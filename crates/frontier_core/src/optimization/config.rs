//! Optimization configuration types
//!
//! Swarm coefficients, the risk-band penalty and the end-to-end pipeline
//! settings. Every field has a serde default so partial YAML/JSON documents
//! load cleanly.

use serde::{Deserialize, Serialize};

use crate::error::{PortfolioError, Result};
use crate::simulation::SimulationConfig;

/// Soft penalty keeping the refined volatility inside a band under the ceiling
#[derive(Debug, Clone, Copy, PartialEq, Serialize, Deserialize)]
pub struct PenaltyConfig {
    /// Multiplier `k` on the squared distance from the ceiling
    #[serde(default = "default_penalty_weight")]
    pub weight: f64,

    /// Lower edge of the penalty-free band as a fraction of the ceiling
    #[serde(default = "default_band_floor")]
    pub band_floor: f64,
}

fn default_penalty_weight() -> f64 {
    10_000.0
}

fn default_band_floor() -> f64 {
    0.9
}

impl Default for PenaltyConfig {
    fn default() -> Self {
        Self {
            weight: default_penalty_weight(),
            band_floor: default_band_floor(),
        }
    }
}

impl PenaltyConfig {
    /// Zero on `[band_floor * ceiling, ceiling]`, `k * (vol - ceiling)²`
    /// anywhere else.
    pub fn penalty(&self, volatility: f64, risk_ceiling: f64) -> f64 {
        let floor = self.band_floor * risk_ceiling;
        if (floor..=risk_ceiling).contains(&volatility) {
            0.0
        } else {
            self.weight * (volatility - risk_ceiling).powi(2)
        }
    }

    pub fn validate(&self) -> Result<()> {
        if !self.weight.is_finite() || self.weight < 0.0 {
            return Err(PortfolioError::invalid(format!(
                "penalty weight must be finite and non-negative, got {}",
                self.weight
            )));
        }
        if !(0.0..=1.0).contains(&self.band_floor) {
            return Err(PortfolioError::invalid(format!(
                "penalty band floor must lie in [0, 1], got {}",
                self.band_floor
            )));
        }
        Ok(())
    }
}

/// Particle swarm coefficients and budget
#[derive(Debug, Clone, Serialize, Deserialize)]
pub struct SwarmConfig {
    #[serde(default = "default_particles")]
    pub particles: usize,

    /// Maximum swarm iterations
    #[serde(default = "default_max_iterations")]
    pub max_iterations: usize,

    /// Inertia weight ω
    #[serde(default = "default_inertia")]
    pub inertia: f64,

    /// Pull toward each particle's own best (c₁)
    #[serde(default = "default_acceleration")]
    pub cognitive: f64,

    /// Pull toward the swarm best (c₂)
    #[serde(default = "default_acceleration")]
    pub social: f64,

    /// Per-component speed cap as a fraction of the bound width
    #[serde(default = "default_velocity_limit")]
    pub velocity_limit: f64,

    /// Half-width of the uniform jitter applied to the seed for particles 1..
    #[serde(default = "default_init_spread")]
    pub init_spread: f64,

    /// Stop once every particle is within this distance of the swarm best
    #[serde(default = "default_tolerance")]
    pub tolerance: f64,

    /// Per-asset `(lower, upper)` bounds; `[0, 1]` everywhere when absent
    #[serde(default)]
    pub bounds: Option<Vec<(f64, f64)>>,

    #[serde(default)]
    pub penalty: PenaltyConfig,

    /// Fixed seed for reproducible runs
    #[serde(default)]
    pub seed: Option<u64>,
}

fn default_particles() -> usize {
    30
}

fn default_max_iterations() -> usize {
    200
}

fn default_inertia() -> f64 {
    0.7
}

fn default_acceleration() -> f64 {
    1.5
}

fn default_velocity_limit() -> f64 {
    0.2
}

fn default_init_spread() -> f64 {
    0.05
}

fn default_tolerance() -> f64 {
    1e-6
}

impl Default for SwarmConfig {
    fn default() -> Self {
        Self {
            particles: default_particles(),
            max_iterations: default_max_iterations(),
            inertia: default_inertia(),
            cognitive: default_acceleration(),
            social: default_acceleration(),
            velocity_limit: default_velocity_limit(),
            init_spread: default_init_spread(),
            tolerance: default_tolerance(),
            bounds: None,
            penalty: PenaltyConfig::default(),
            seed: None,
        }
    }
}

impl SwarmConfig {
    pub fn validate(&self) -> Result<()> {
        if self.particles == 0 {
            return Err(PortfolioError::invalid("swarm needs at least one particle"));
        }
        if self.max_iterations == 0 {
            return Err(PortfolioError::invalid("max_iterations must be positive"));
        }
        let coefficients = [
            ("inertia", self.inertia),
            ("cognitive", self.cognitive),
            ("social", self.social),
            ("velocity_limit", self.velocity_limit),
            ("init_spread", self.init_spread),
            ("tolerance", self.tolerance),
        ];
        for (name, value) in coefficients {
            if !value.is_finite() || value < 0.0 {
                return Err(PortfolioError::invalid(format!(
                    "{name} must be finite and non-negative, got {value}"
                )));
            }
        }
        self.penalty.validate()
    }

    /// Bounds for `n` assets, checked against the long-only box.
    pub fn resolve_bounds(&self, n: usize) -> Result<Vec<(f64, f64)>> {
        let Some(bounds) = &self.bounds else {
            return Ok(vec![(0.0, 1.0); n]);
        };
        if bounds.len() != n {
            return Err(PortfolioError::invalid(format!(
                "{} bounds given for {n} assets",
                bounds.len()
            )));
        }
        for (i, &(lower, upper)) in bounds.iter().enumerate() {
            if !(0.0 <= lower && lower <= upper && upper <= 1.0) {
                return Err(PortfolioError::invalid(format!(
                    "bounds for asset {i} must satisfy 0 <= lower <= upper <= 1, got ({lower}, {upper})"
                )));
            }
        }
        if bounds.iter().all(|(lower, upper)| lower == upper) {
            return Err(PortfolioError::invalid(
                "bounds leave no free asset to optimize",
            ));
        }
        Ok(bounds.clone())
    }
}

/// Settings for one simulate → select → refine run
#[derive(Debug, Clone, Default, Serialize, Deserialize)]
pub struct OptimizationConfig {
    #[serde(default)]
    pub simulation: SimulationConfig,

    /// Annualized volatility ceiling. Without one, the minimum-variance
    /// record seeds the swarm and its volatility becomes the ceiling.
    #[serde(default)]
    pub risk_ceiling: Option<f64>,

    #[serde(default)]
    pub swarm: SwarmConfig,
}

#[cfg(test)]
mod tests {
    use super::*;

    #[test]
    fn test_penalty_band() {
        let p = PenaltyConfig::default();
        assert_eq!(p.penalty(0.19, 0.2), 0.0);
        assert_eq!(p.penalty(0.2, 0.2), 0.0);
        // The band floor is inclusive
        assert_eq!(p.penalty(0.9 * 0.2, 0.2), 0.0);
        // Just below the floor the full distance to the ceiling counts
        assert!((p.penalty(0.179, 0.2) - 10_000.0 * 0.021f64.powi(2)).abs() < 1e-9);
        assert!((p.penalty(0.3, 0.2) - 100.0).abs() < 1e-9);
        // Below the band is penalized on the distance to the ceiling
        assert!((p.penalty(0.1, 0.2) - 100.0).abs() < 1e-9);
    }

    #[test]
    fn test_bounds_validation() {
        let mut config = SwarmConfig::default();
        assert_eq!(config.resolve_bounds(2).unwrap(), vec![(0.0, 1.0); 2]);

        config.bounds = Some(vec![(0.0, 0.5)]);
        assert!(config.resolve_bounds(2).is_err());

        config.bounds = Some(vec![(0.6, 0.5), (0.0, 1.0)]);
        assert!(config.resolve_bounds(2).is_err());

        config.bounds = Some(vec![(0.5, 0.5), (0.5, 0.5)]);
        assert!(config.resolve_bounds(2).is_err());

        config.bounds = Some(vec![(0.1, 0.5), (0.0, 1.0)]);
        assert_eq!(config.resolve_bounds(2).unwrap()[0], (0.1, 0.5));
    }

    #[test]
    fn test_validate_rejects_bad_coefficients() {
        let config = SwarmConfig {
            particles: 0,
            ..Default::default()
        };
        assert!(config.validate().is_err());

        let config = SwarmConfig {
            inertia: f64::NAN,
            ..Default::default()
        };
        assert!(config.validate().is_err());

        assert!(SwarmConfig::default().validate().is_ok());
    }
}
........
Requirement.
Would you retype the records above without changing a word?

Result of the exercise.
filename crates/frontier_core/src/optimization/config.rs
//! Optimization configuration types
//!
//! Swarm coefficients, the risk-band penalty and the end-to-end pipeline
//! settings. Every field has a serde default so partial YAML/JSON documents
//! load cleanly.

use serde::{Deserialize, Serialize};

use crate::error::{PortfolioError, Result};
use crate::simulation::SimulationConfig;

/// Soft penalty keeping the refined volatility inside a band under the ceiling
#[derive(Debug, Clone, Copy, PartialEq, Serialize, Deserialize)]
pub struct PenaltyConfig {
    /// Multiplier `k` on the squared distance from the ceiling
    #[serde(default = "default_penalty_weight")]
    pub weight: f64,

    /// Lower edge of the penalty-free band as a fraction of the ceiling
    #[serde(default = "default_band_floor")]
    pub band_floor: f64,
}

fn default_penalty_weight() -> f64 {
    10_000.0
}

fn default_band_floor() -> f64 {
    0.9
}

impl Default for PenaltyConfig {
    fn default() -> Self {
        Self {
            weight: default_penalty_weight(),
            band_floor: default_band_floor(),
        }
    }
}

impl PenaltyConfig {
    /// Zero on `[band_floor * ceiling, ceiling]`, `k * (vol - ceiling)²`
    /// anywhere else.
    pub fn penalty(&self, volatility: f64, risk_ceiling: f64) -> f64 {
        let floor = self.band_floor * risk_ceiling;
        if (floor..=risk_ceiling).contains(&volatility) {
            0.0
        } else {
            self.weight * (volatility - risk_ceiling).powi(2)
        }
    }

    pub fn validate(&self) -> Result<()> {
        if !self.weight.is_finite() || self.weight < 0.0 {
            return Err(PortfolioError::invalid(format!(
                "penalty weight must be finite and non-negative, got {}",
                self.weight
            )));
        }
        if !(0.0..=1.0).contains(&self.band_floor) {
            return Err(PortfolioError::invalid(format!(
                "penalty band floor must lie in [0, 1], got {}",
                self.band_floor
            )));
        }
        Ok(())
    }
}

/// Particle swarm coefficients and budget
#[derive(Debug, Clone, Serialize, Deserialize)]
pub struct SwarmConfig {
    #[serde(default = "default_particles")]
    pub particles: usize,

    /// Maximum swarm iterations
    #[serde(default = "default_max_iterations")]
    pub max_iterations: usize,

    /// Inertia weight ω
    #[serde(default = "default_inertia")]
    pub inertia: f64,

    /// Pull toward each particle's own best (c₁)
    #[serde(default = "default_acceleration")]
    pub cognitive: f64,

    /// Pull toward the swarm best (c₂)
    #[serde(default = "default_acceleration")]
    pub social: f64,

    /// Per-component speed cap as a fraction of the bound width
    #[serde(default = "default_velocity_limit")]
    pub velocity_limit: f64,

    /// Half-width of the uniform jitter applied to the seed for particles 1..
    #[serde(default = "default_init_spread")]
    pub init_spread: f64,

    /// Stop once every particle is within this distance of the swarm best
    #[serde(default = "default_tolerance")]
    pub tolerance: f64,

    /// Per-asset `(lower, upper)` bounds; `[0, 1]` everywhere when absent
    #[serde(default)]
    pub bounds: Option<Vec<(f64, f64)>>,

    #[serde(default)]
    pub penalty: PenaltyConfig,

    /// Fixed seed for reproducible runs
    #[serde(default)]
    pub seed: Option<u64>,
}

fn default_particles() -> usize {
    30
}

fn default_max_iterations() -> usize {
    200
}

fn default_inertia() -> f64 {
    0.7
}

fn default_acceleration() -> f64 {
    1.5
}

fn default_velocity_limit() -> f64 {
    0.2
}

fn default_init_spread() -> f64 {
    0.05
}

fn default_tolerance() -> f64 {
    1e-6
}

impl Default for SwarmConfig {
    fn default() -> Self {
        Self {
            particles: default_particles(),
            max_iterations: default_max_iterations(),
            inertia: default_inertia(),
            cognitive: default_acceleration(),
            social: default_acceleration(),
            velocity_limit: default_velocity_limit(),
            init_spread: default_init_spread(),
            tolerance: default_tolerance(),
            bounds: None,
            penalty: PenaltyConfig::default(),
            seed: None,
        }
    }
}

impl SwarmConfig {
    pub fn validate(&self) -> Result<()> {
        if self.particles == 0 {
            return Err(PortfolioError::invalid("swarm needs at least one particle"));
        }
        if self.max_iterations == 0 {
            return Err(PortfolioError::invalid("max_iterations must be positive"));
        }
        let coefficients = [
            ("inertia", self.inertia),
            ("cognitive", self.cognitive),
            ("social", self.social),
            ("velocity_limit", self.velocity_limit),
            ("init_spread", self.init_spread),
            ("tolerance", self.tolerance),
        ];
        for (name, value) in coefficients {
            if !value.is_finite() || value < 0.0 {
                return Err(PortfolioError::invalid(format!(
                    "{name} must be finite and non-negative, got {value}"
                )));
            }
        }
        self.penalty.validate()
    }

    /// Bounds for `n` assets, checked against the long-only box.
    pub fn resolve_bounds(&self, n: usize) -> Result<Vec<(f64, f64)>> {
        let Some(bounds) = &self.bounds else {
            return Ok(vec![(0.0, 1.0); n]);
        };
        if bounds.len() != n {
            return Err(PortfolioError::invalid(format!(
                "{} bounds given for {n} assets",
                bounds.len()
            )));
        }
        for (i, &(lower, upper)) in bounds.iter().enumerate() {
            if !(0.0 <= lower && lower <= upper && upper <= 1.0) {
                return Err(PortfolioError::invalid(format!(
                    "bounds for asset {i} must satisfy 0 <= lower <= upper <= 1, got ({lower}, {upper})"
                )));
            }
        }
        if bounds.iter().all(|(lower, upper)| lower == upper) {
            return Err(PortfolioError::invalid(
                "bounds leave no free asset to optimize",
            ));
        }
        Ok(bounds.clone())
    }
}

/// Settings for one simulate → select → refine run
#[derive(Debug, Clone, Default, Serialize, Deserialize)]
pub struct OptimizationConfig {
    #[serde(default)]
    pub simulation: SimulationConfig,

    /// Annualized volatility ceiling. Without one, the minimum-variance
    /// record seeds the swarm and its volatility becomes the ceiling.
    #[serde(default)]
    pub risk_ceiling: Option<f64>,

    #[serde(default)]
    pub swarm: SwarmConfig,
}

#[cfg(test)]
mod tests {
    use super::*;

    #[test]
    fn test_penalty_band() {
        let p = PenaltyConfig::default();
        assert_eq!(p.penalty(0.19, 0.2), 0.0);
        assert_eq!(p.penalty(0.2, 0.2), 0.0);
        // The band floor is inclusive
        assert_eq!(p.penalty(0.9 * 0.2, 0.2), 0.0);
        // Just below the floor the full distance to the ceiling counts
        assert!((p.penalty(0.179, 0.2) - 10_000.0 * 0.021f64.powi(2)).abs() < 1e-9);
        assert!((p.penalty(0.3, 0.2) - 100.0).abs() < 1e-9);
        // Below the band is penalized on the distance to the ceiling
        assert!((p.penalty(0.1, 0.2) - 100.0).abs() < 1e-9);
    }

    #[test]
    fn test_bounds_validation() {
        let mut config = SwarmConfig::default();
        assert_eq!(config.resolve_bounds(2).unwrap(), vec![(0.0, 1.0); 2]);

        config.bounds = Some(vec![(0.0, 0.5)]);
        assert!(config.resolve_bounds(2).is_err());

        config.bounds = Some(vec![(0.6, 0.5), (0.0, 1.0)]);
        assert!(config.resolve_bounds(2).is_err());

        config.bounds = Some(vec![(0.5, 0.5), (0.5, 0.5)]);
        assert!(config.resolve_bounds(2).is_err());

        config.bounds = Some(vec![(0.1, 0.5), (0.0, 1.0)]);
        assert_eq!(config.resolve_bounds(2).unwrap()[0], (0.1, 0.5));
    }

    #[test]
    fn test_validate_rejects_bad_coefficients() {
        let config = SwarmConfig {
            particles: 0,
            ..Default::default()
        };
        assert!(config.validate().is_err());

        let config = SwarmConfig {
            inertia: f64::NAN,
            ..Default::default()
        };
        assert!(config.validate().is_err());

        assert!(SwarmConfig::default().validate().is_ok());
    }
}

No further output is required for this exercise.